The “Polymerase Chain Reaction” (PCR)
The PCR technique was first presented as recently as 1985 but is nevertheless already one of the most widespread methods of analysing DNA. With PCR it is possible to replicate several million times, in a test tube, an individual DNA segment of a complicated genetic material. Mullis has described how he got the idea for the PCR during a night drive in the Californian mountains. Two short oligonucleotides are synthesized so that they are bound correctly to opposite strands of the DNA segment it is wished to replicate. At the points of contact an added enzyme (DNA polymerase) can start to read off the genetic code and link code words through which two new double strands of DNA are formed. The sample is then heated, which makes the strands separate so that they can be read off again. The procedure is then repeated time after time, doubling at each step the number of copies of the desired DNA segment. Through such repetitive cycles it is possible to obtain millions of copies of the desired DNA segment within a few hours. The procedure is very simple, requiring in theory only a test tube and some heat sources, even though there are now commercial PCR apparatuses that manage the whole procedure automatically and with great precision.

The PCR method can be used for reduplicating a segment of a DNA molecule, e.g. from a blood sample.

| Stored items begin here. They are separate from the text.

use std::ops::Deref;

use log::debug;

use super::metadata::Color;
use crate::builder::QR;
use crate::error::{QRError, QRResult};

#[derive(Debug, PartialEq, Eq, Copy, Clone, PartialOrd, Ord, Default)]
pub struct MaskPattern(u8);

impl MaskPattern {
    pub fn new(pattern: u8) -> QRResult<Self> {
        if pattern >= 8 {
            return Err(QRError::InvalidMaskingPattern);
        }
        Ok(Self(pattern))
    }

    pub fn all() -> impl Iterator<Item = MaskPattern> {
        (0..8).map(MaskPattern)
    }
}

impl Deref for MaskPattern {
    type Target = u8;
    fn deref(&self) -> &Self::Target {
        &self.0
    }
}

mod mask_functions {
    pub fn checkerboard(r: i16, c: i16) -> bool {
        (r + c) & 1 == 0
    }

    pub fn horizontal_lines(r: i16, _: i16) -> bool {
        r & 1 == 0
    }

    pub fn vertical_lines(_: i16, c: i16) -> bool {
        c % 3 == 0
    }

    pub fn diagonal_lines(r: i16, c: i16) -> bool {
        (r + c) % 3 == 0
    }

    pub fn large_checkerboard(r: i16, c: i16) -> bool {
        ((r >> 1) + (c / 3)) & 1 == 0
    }

    // Products reach 176 * 176, past i16
    pub fn fields(r: i16, c: i16) -> bool {
        let p = r as i32 * c as i32;
        (p & 1) + (p % 3) == 0
    }

    pub fn diamonds(r: i16, c: i16) -> bool {
        let p = r as i32 * c as i32;
        ((p & 1) + (p % 3)) & 1 == 0
    }

    pub fn meadow(r: i16, c: i16) -> bool {
        let p = r as i32 * c as i32;
        (((r + c) as i32 & 1) + (p % 3)) & 1 == 0
    }
}

impl MaskPattern {
    /// Returns true where a data module gets flipped.
    pub fn mask_functions(self) -> fn(i16, i16) -> bool {
        match *self {
            0b000 => mask_functions::checkerboard,
            0b001 => mask_functions::horizontal_lines,
            0b010 => mask_functions::vertical_lines,
            0b011 => mask_functions::diagonal_lines,
            0b100 => mask_functions::large_checkerboard,
            0b101 => mask_functions::fields,
            0b110 => mask_functions::diamonds,
            0b111 => mask_functions::meadow,
            _ => unreachable!("Mask pattern is validated on construction"),
        }
    }
}


// Mask selection
//------------------------------------------------------------------------------

pub fn apply_best_mask(qr: &mut QR) -> MaskPattern {
    let (best_mask, pen) = MaskPattern::all()
        .map(|m| {
            let mut qr = qr.clone();
            qr.apply_mask(m);
            (m, compute_total_penalty(&qr))
        })
        // First pattern wins ties
        .fold((MaskPattern::default(), u32::MAX), |best, cur| if cur.1 < best.1 { cur } else { best });
    debug!("Best mask {} with penalty {pen}", *best_mask);
    qr.apply_mask(best_mask);
    best_mask
}

pub fn compute_total_penalty(qr: &QR) -> u32 {
    let adj_pen = compute_adjacent_penalty(qr);
    let blk_pen = compute_block_penalty(qr);
    let fp_pen_h = compute_finder_pattern_penalty(qr, true);
    let fp_pen_v = compute_finder_pattern_penalty(qr, false);
    let bal_pen = compute_balance_penalty(qr);
    adj_pen + blk_pen + fp_pen_h + fp_pen_v + bal_pen
}

fn compute_adjacent_penalty(qr: &QR) -> u32 {
    let mut pen = 0;
    let w = qr.width();
    let mut cols = vec![(Color::Dark, 0); w];
    for r in 0..w {
        let mut last = Color::Dark;
        let mut consec_row_len = 0;
        for (c, col) in cols.iter_mut().enumerate() {
            let clr = *qr.get(r as i16, c as i16);
            if last != clr || c == 0 {
                last = clr;
                consec_row_len = 0;
            }
            consec_row_len += 1;
            if consec_row_len == 5 {
                pen += 3;
            } else if consec_row_len > 5 {
                pen += 1;
            }

            if col.0 != clr || r == 0 {
                col.0 = clr;
                col.1 = 0;
            }
            col.1 += 1;
            if col.1 == 5 {
                pen += 3;
            } else if col.1 > 5 {
                pen += 1;
            }
        }
    }
    pen
}

fn compute_block_penalty(qr: &QR) -> u32 {
    let mut pen = 0;
    let w = qr.width() as i16;
    for r in 0..w - 1 {
        for c in 0..w - 1 {
            let clr = *qr.get(r, c);
            if clr == *qr.get(r + 1, c) && clr == *qr.get(r, c + 1) && clr == *qr.get(r + 1, c + 1)
            {
                pen += 3;
            }
        }
    }
    pen
}

// Dark-light-dark-dark-dark-light-dark with 4 light modules on either side.
// Modules outside the symbol count as light.
fn compute_finder_pattern_penalty(qr: &QR, is_hor: bool) -> u32 {
    let mut pen = 0;
    let w = qr.width() as i16;
    static PATTERN: [Color; 7] = [
        Color::Dark,
        Color::Light,
        Color::Dark,
        Color::Dark,
        Color::Dark,
        Color::Light,
        Color::Dark,
    ];
    for i in 0..w {
        let get = |j: i16| if is_hor { *qr.get(i, j) } else { *qr.get(j, i) };
        let is_light = |from: i16, to: i16| (from.max(0)..to.min(w)).all(|j| get(j) == Color::Light);
        for j in 0..w - 6 {
            if (j..j + 7).map(get).eq(PATTERN.iter().copied())
                && (is_light(j - 4, j) || is_light(j + 7, j + 11))
            {
                pen += 40;
            }
        }
    }
    pen
}

fn compute_balance_penalty(qr: &QR) -> u32 {
    let dark_cnt = qr.count_dark_modules();
    let w = qr.width();
    let tot = w * w;
    let dev = (dark_cnt * 2).abs_diff(tot) * 10 / tot;
    (dev * 10) as u32
}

The procedure is repeated 20-60 times, which can give millions of DNA copies in a few hours.

As has site-directed mutagenesis, the PCR method has decisively improved the outlook for basic research. The sequencing and cloning of genes has been appreciably simplified. PCR has also made Smith’s method of site-directed mutagenesis more efficient. Since it is possible with PCR to perform analyses on extremely small amounts of material, it is easy to determine genetic and evolutionary connections between different species. It is very probable that PCR combined with DNA sequencing is going to represent a revolutionary new instrument for studies of the systematics of plant and animal species.

The biomedical applications of the PCR method are already legion. Now that it is possible to discover very small amounts of foreign DNA in an organism, viral and bacterial infections can be diagnosed without the time-consuming culture of microorganisms from patient samples. PCR is now being used, for example, to discover HIV infections. The method can also be exploited to localise the genetic alterations underlying hereditary diseases. Thus PCR, like site-directed mutagenesis, has a great potential within gene therapy. Without the PCR method, the HUGO project, with its objective of determining every single DNA code in, among other things, the human genetic material, would hardly be realistic. In police investigations PCR can give decisive information since it is now possible to analyse the DNA in a single drop of blood or in a hair found at the scene of a crime.

Another fantastic application is that it is possible to mass-produce DNA from fossil remains. Researchers have, for example, succeeded in producing genetic material from insects that have been extinct for more than 20 million years by using the PCR method on DNA extracted from amber. This possibility has already inspired authors of science fiction. The very popular film “Jurassic Park” is about the fear that arises when researchers using PCR recreate extinct giant reptiles.